Well, if you take of the programmer's literal-minded hat for a second, this is probably representative of how the author feels: that she lied to her grandma. It might be incorrect but to dismiss her feelings of guilt like that is missing the point.
I don't want to belabor a secondary point too much here. But I will add there's a big difference between feeling guilty for being wrong and feeling guilty for lying.
I agree she isn't a liar. She was lied to, by 23andMe, and that's an important difference.
I don't doubt that the company's fine print attempts to disclaim all responsibility for whatever errors they make in their calls, no matter how glaring; I'm quite confident that 23andMe could claim someone's ancestry is 97% derived from thoroughbred horses, and if pressed on the obviously nonsense result, they'd refer to their legal boilerplate and claim that the fault lay with whoever was credulous and foolish enough to presume they provide a product of merchantable quality in exchange for the fee that they charge.
What I don't see is why anyone needs to take them seriously in the attempt. And, as other commenters have pointed out, when we have companies in the same industry attempting to market genetic analysis for purposes from skin care to law enforcement, it's very much worth pausing for a moment, just to make sure that we aren't at risk of accidentally reinventing the justly discredited pseudoscience of eugenics, a century down the line.

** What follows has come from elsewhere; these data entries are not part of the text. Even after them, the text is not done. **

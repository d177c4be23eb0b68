/// SQLite persistence facade for flows
///
/// Reads hydrate flows from their relational rows; writes validate the
/// request body, then run the reconciler inside a single transaction.
/// A failed write is rolled back as a whole, so a flow is either fully in its
/// new state or exactly as it was.

use crate::error::{StoreError, StoreResult};
use crate::flow::hydrate::{self, EdgeRow, FlowRow, ItemRow, NodeRow};
use crate::flow::types::Flow;
use crate::flow::{reconcile, validate};
use crate::storage::rollback;
use serde_json::Value;
use sqlx::sqlite::SqlitePool;

const FLOW_COLUMNS: &str = "id, name, description, columns, deadlines, \
     planner_team_id, planner_channel_id, planner_plan_id, planner_bucket_id, \
     created_at, updated_at";

/// Flow store over a shared connection pool
#[derive(Debug, Clone)]
pub struct FlowStorage {
    pool: SqlitePool,
}

impl FlowStorage {
    pub fn new(pool: SqlitePool) -> Self {
        Self { pool }
    }

    pub fn pool(&self) -> &SqlitePool {
        &self.pool
    }

    /// List every flow, most recently updated first
    ///
    /// A flow whose related rows fail to load is returned bare (no nodes,
    /// edges, items or columns) instead of failing the whole listing.
    pub async fn list_flows(&self) -> StoreResult<Vec<Flow>> {
        let rows: Vec<FlowRow> = sqlx::query_as(&format!(
            "SELECT {FLOW_COLUMNS} FROM flows ORDER BY updated_at DESC, id"
        ))
        .fetch_all(&self.pool)
        .await?;

        let mut flows = Vec::with_capacity(rows.len());
        for row in rows {
            match self.load_related(&row).await {
                Ok(flow) => flows.push(flow),
                Err(e) => {
                    tracing::error!("❌ Failed to hydrate flow {}, returning it bare: {}", row.id, e);
                    flows.push(hydrate::bare(&row));
                }
            }
        }

        Ok(flows)
    }

    /// Retrieve a hydrated flow by ID
    pub async fn get_flow(&self, id: &str) -> StoreResult<Option<Flow>> {
        let row: Option<FlowRow> =
            sqlx::query_as(&format!("SELECT {FLOW_COLUMNS} FROM flows WHERE id = ?"))
                .bind(id)
                .fetch_optional(&self.pool)
                .await?;

        match row {
            Some(row) => Ok(Some(self.load_related(&row).await?)),
            None => Ok(None),
        }
    }

    /// Create a flow from a request body and return its generated id
    pub async fn create_flow(&self, body: &Value) -> StoreResult<String> {
        let draft = validate::create_draft(body)?;

        let mut tx = self.pool.begin().await?;
        match reconcile::create_flow(&mut *tx, &draft).await {
            Ok(id) => {
                tx.commit().await?;
                tracing::info!("🔥 Created flow: {} ({})", id, draft.name);
                Ok(id)
            }
            Err(e) => {
                rollback(tx, "create flow", &e).await;
                Err(e)
            }
        }
    }

    /// Replace a flow's definition with the request body, diffing by id
    pub async fn update_flow(&self, id: &str, body: &Value) -> StoreResult<()> {
        if id.trim().is_empty() {
            return Err(StoreError::validation("Flow id is required"));
        }
        let draft = validate::update_draft(body)?;

        let mut tx = self.pool.begin().await?;
        match reconcile::update_flow(&mut *tx, id, &draft).await {
            Ok(()) => {
                tx.commit().await?;
                tracing::info!("🔥 Updated flow: {} ({})", id, draft.name);
                Ok(())
            }
            Err(e) => {
                rollback(tx, &format!("update flow {id}"), &e).await;
                Err(e)
            }
        }
    }

    /// Delete a flow; nodes, edges and items go with it through FK cascades
    pub async fn delete_flow(&self, id: &str) -> StoreResult<bool> {
        let result = sqlx::query("DELETE FROM flows WHERE id = ?")
            .bind(id)
            .execute(&self.pool)
            .await?;

        Ok(result.rows_affected() > 0)
    }

    async fn load_related(&self, flow: &FlowRow) -> StoreResult<Flow> {
        let nodes: Vec<NodeRow> = sqlx::query_as(
            "SELECT node_id, type, position_x, position_y, data \
             FROM flow_nodes WHERE flow_id = ? ORDER BY row_id",
        )
        .bind(&flow.id)
        .fetch_all(&self.pool)
        .await?;

        let edges: Vec<EdgeRow> = sqlx::query_as(
            "SELECT edge_id, source, target, label, data \
             FROM flow_edges WHERE flow_id = ? ORDER BY row_id",
        )
        .bind(&flow.id)
        .fetch_all(&self.pool)
        .await?;

        let items: Vec<ItemRow> = sqlx::query_as(
            "SELECT item_id, data, current_node_id, status, history, path_taken, parallel_paths, created_at \
             FROM flow_items WHERE flow_id = ? ORDER BY row_id",
        )
        .bind(&flow.id)
        .fetch_all(&self.pool)
        .await?;

        Ok(hydrate::hydrate(flow, &nodes, &edges, &items))
    }
}
/// Core flow type definitions
///
/// Defines the public shape of flows, nodes, edges and items. Flows are stored
/// relationally (one row per node/edge/item) and hydrated back into this
/// nested form for clients.

use serde::{Deserialize, Serialize};
use serde_json::{json, Value};

/// Node type tag of the mandatory start node
pub const INITIAL_NODE_TYPE: &str = "initial";

/// Edge kind that is never promoted out of the edge payload
pub const DEFAULT_EDGE_TYPE: &str = "default";

/// Item status when the client does not provide one
pub const DEFAULT_ITEM_STATUS: &str = "active";

/// A complete flow as returned to clients
#[derive(Debug, Clone, PartialEq, Serialize, Deserialize)]
#[serde(rename_all = "camelCase")]
pub struct Flow {
    pub id: String,
    pub name: String,
    pub description: Option<String>,
    /// Column definitions, opaque to the store
    pub columns: Value,
    /// Canonical deadline rules or null
    pub deadlines: Option<Value>,
    #[serde(flatten)]
    pub planner: PlannerLinks,
    pub created_at: Option<String>,
    pub updated_at: Option<String>,
    pub nodes: Vec<Node>,
    pub edges: Vec<Edge>,
    pub items: Vec<Item>,
}

/// External planner linkage identifiers
#[derive(Debug, Clone, Default, PartialEq, Serialize, Deserialize)]
#[serde(rename_all = "camelCase")]
pub struct PlannerLinks {
    pub planner_team_id: Option<String>,
    pub planner_channel_id: Option<String>,
    pub planner_plan_id: Option<String>,
    pub planner_bucket_id: Option<String>,
}

/// Canvas coordinates of a node
#[derive(Debug, Clone, Copy, PartialEq, Serialize, Deserialize)]
pub struct Position {
    pub x: f64,
    pub y: f64,
}

/// A graph vertex
///
/// The id is client-assigned and unique within its flow; it is the key the
/// reconciler diffs on.
#[derive(Debug, Clone, PartialEq, Serialize, Deserialize)]
pub struct Node {
    pub id: String,
    #[serde(rename = "type")]
    pub node_type: String,
    pub position: Position,
    /// Free-form payload (label, input ports, deletability, ...)
    pub data: Value,
}

impl Node {
    /// The synthesized start node seeded into flows lacking one
    pub fn default_start() -> Self {
        Self {
            id: INITIAL_NODE_TYPE.to_string(),
            node_type: INITIAL_NODE_TYPE.to_string(),
            position: Position { x: 250.0, y: 50.0 },
            data: json!({ "label": "Start", "inputs": [], "deletable": false }),
        }
    }

    pub fn is_initial(&self) -> bool {
        self.node_type == INITIAL_NODE_TYPE
    }
}

/// A directed connection between two nodes of the same flow
#[derive(Debug, Clone, PartialEq, Serialize, Deserialize)]
pub struct Edge {
    pub id: String,
    pub source: String,
    pub target: String,
    pub label: Option<String>,
    /// Edge kind, present only when it is not the default kind
    #[serde(rename = "type", default, skip_serializing_if = "Option::is_none")]
    pub edge_type: Option<String>,
    pub data: Value,
}

impl Edge {
    /// Payload as persisted: a non-default kind is folded into `data.type`
    pub fn stored_data(&self) -> Value {
        fold_edge_type(self.edge_type.as_deref(), &self.data)
    }
}

/// Fold an edge kind into its payload
///
/// Missing or `"default"` kinds leave the payload untouched. A null payload
/// becomes an object; validation rejects typed edges with any other payload.
pub fn fold_edge_type(edge_type: Option<&str>, data: &Value) -> Value {
    let kind = match edge_type {
        Some(kind) if kind != DEFAULT_EDGE_TYPE => kind,
        _ => return data.clone(),
    };

    match data {
        Value::Object(map) => {
            let mut map = map.clone();
            map.insert("type".to_string(), Value::String(kind.to_string()));
            Value::Object(map)
        }
        Value::Null => json!({ "type": kind }),
        other => other.clone(),
    }
}

/// Lift a stored edge kind out of its payload
///
/// Only a string `type` other than `"default"` is lifted; otherwise the payload
/// is returned whole and no kind is reported.
pub fn lift_edge_type(data: Value) -> (Option<String>, Value) {
    match data {
        Value::Object(mut map) => {
            let liftable = matches!(
                map.get("type"),
                Some(Value::String(kind)) if kind != DEFAULT_EDGE_TYPE
            );
            if liftable {
                let kind = map
                    .remove("type")
                    .and_then(|kind| kind.as_str().map(str::to_string));
                (kind, Value::Object(map))
            } else {
                (None, Value::Object(map))
            }
        }
        other => (None, other),
    }
}

/// A runtime token traversing a flow
#[derive(Debug, Clone, PartialEq, Serialize, Deserialize)]
#[serde(rename_all = "camelCase")]
pub struct Item {
    pub id: String,
    pub data: Value,
    pub current_node_id: Option<String>,
    pub status: String,
    /// Ordered trace entries
    pub history: Value,
    /// Ordered node references
    pub path_taken: Value,
    /// Branch key -> in-progress path state
    pub parallel_paths: Value,
    pub created_at: Option<String>,
}

/// Item as supplied by a client, before timestamp normalization
#[derive(Debug, Clone, PartialEq)]
pub struct ItemDraft {
    pub id: String,
    pub data: Value,
    pub current_node_id: Option<String>,
    pub status: String,
    pub history: Value,
    pub path_taken: Value,
    pub parallel_paths: Value,
    /// Raw client value; normalized (or defaulted to now) on insert only
    pub created_at: Option<Value>,
}

/// Fully validated desired state of a flow
#[derive(Debug, Clone, PartialEq)]
pub struct FlowDraft {
    pub name: String,
    pub description: Option<String>,
    pub columns: Vec<Value>,
    pub nodes: Vec<Node>,
    pub edges: Vec<Edge>,
    pub items: Vec<ItemDraft>,
    /// Raw deadline rules; sanitized by the reconciler
    pub deadlines: Option<Value>,
    pub planner: PlannerLinks,
}
/// Server setup and initialization
///
/// Wires together all components: connection pool, stores, HTTP routes and
/// the cross-origin policy. Provides the main application factory function.

use crate::{
    api::{create_flow_routes, create_group_routes, AppState},
    config::{Config, CorsConfig},
    storage,
};
use anyhow::Result;
use axum::{
    extract::State,
    http::{header, HeaderValue, Method, StatusCode},
    response::Json,
    routing::get,
    Router,
};
use serde_json::{json, Value};
use tokio::net::TcpListener;
use tower_http::cors::{AllowOrigin, CorsLayer};
use tracing_subscriber::EnvFilter;

/// Create the main Axum application with all routes and middleware
///
/// Opens the database pool (provisioning the schema) and builds the router.
pub async fn create_app(config: Config) -> Result<Router> {
    tracing::info!("🗄️ Initializing database pool");
    let pool = storage::connect(&config.database)
        .await
        .map_err(|e| anyhow::anyhow!("Failed to open database: {}", e))?;

    let app = build_router(AppState::new(pool), &config.cors);
    tracing::info!("✅ Application initialized successfully");

    Ok(app)
}

/// Build the router over an existing state
pub fn build_router(state: AppState, cors: &CorsConfig) -> Router {
    tracing::info!("📡 Creating HTTP router with all endpoints");
    Router::new()
        .route("/health", get(health_check))
        .merge(create_flow_routes())
        .merge(create_group_routes())
        .with_state(state)
        .layer(cors_layer(cors))
}

/// Cross-origin policy: configured origins only, credentials allowed
pub fn cors_layer(config: &CorsConfig) -> CorsLayer {
    let origins: Vec<HeaderValue> = config
        .allowed_origins
        .iter()
        .filter_map(|origin| match origin.parse::<HeaderValue>() {
            Ok(value) => Some(value),
            Err(e) => {
                tracing::warn!("⚠️ Ignoring invalid CORS origin '{}': {}", origin, e);
                None
            }
        })
        .collect();

    tracing::info!("🌐 CORS allow-list: {:?}", config.allowed_origins);

    CorsLayer::new()
        .allow_origin(AllowOrigin::list(origins))
        .allow_credentials(true)
        .allow_methods([
            Method::GET,
            Method::POST,
            Method::PUT,
            Method::DELETE,
            Method::OPTIONS,
        ])
        .allow_headers([header::CONTENT_TYPE, header::AUTHORIZATION])
}

/// Start the HTTP server with the given configuration
///
/// TLS is terminated in front of this process.
pub async fn start_server(config: Config) -> Result<()> {
    // Initialize tracing subscriber for logging (RUST_LOG, default "info")
    tracing_subscriber::fmt()
        .with_env_filter(
            EnvFilter::try_from_default_env().unwrap_or_else(|_| EnvFilter::new("info")),
        )
        .with_target(false)
        .with_thread_ids(true)
        .with_level(true)
        .init();

    tracing::info!("Starting flowstore server...");

    let app = create_app(config.clone()).await?;

    let bind_addr = format!("{}:{}", config.server.host, config.server.port);
    let listener = TcpListener::bind(&bind_addr).await?;

    tracing::info!("Server listening on http://{}", bind_addr);

    axum::serve(listener, app.into_make_service())
        .with_graceful_shutdown(shutdown_signal())
        .await?;

    Ok(())
}

async fn shutdown_signal() {
    if let Err(e) = tokio::signal::ctrl_c().await {
        tracing::error!("❌ Failed to listen for shutdown signal: {}", e);
        std::future::pending::<()>().await;
    }
    tracing::info!("Shutdown signal received");
}

/// Health check endpoint handler
///
/// Probes the pool with `SELECT 1`.
async fn health_check(State(state): State<AppState>) -> (StatusCode, Json<Value>) {
    let timestamp = chrono::Utc::now().to_rfc3339();

    match sqlx::query("SELECT 1").execute(state.flows.pool()).await {
        Ok(_) => (
            StatusCode::OK,
            Json(json!({ "status": "ok", "timestamp": timestamp })),
        ),
        Err(e) => {
            tracing::error!("❌ Health check failed: {}", e);
            (
                StatusCode::SERVICE_UNAVAILABLE,
                Json(json!({ "status": "error", "timestamp": timestamp, "details": e.to_string() })),
            )
        }
    }
}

He didn’t say it’s irrelevant, he said it’s secondary. And he didn’t argue that the overall thesis of the article is incorrect, he argued that it did a bad job of addressing the topic.
> It might be incorrect but to dismiss her feelings of guilt like that is missing the point.
Only if you think the point of the article is feelings and not the dissemination of information. This is not a personal blog about relationships, its about the science of genetics. Drawing a distinction between the two is important and blurring the line furthers the spread of bad science.
Except that this isn't an article about scientific research done in a lab resulting in peer-reviewed publications, this is about personalized genetics sold as a product to people, by appealing to people-feelings. Like how they feel about their heritage. Which makes it absolutely relevant to the topic.
Well, if you take of the programmer's literal-minded hat for a second, this is probably representative of how the author feels: that she lied to her grandma. It might be incorrect but to dismiss her feelings of guilt like that is missing the point.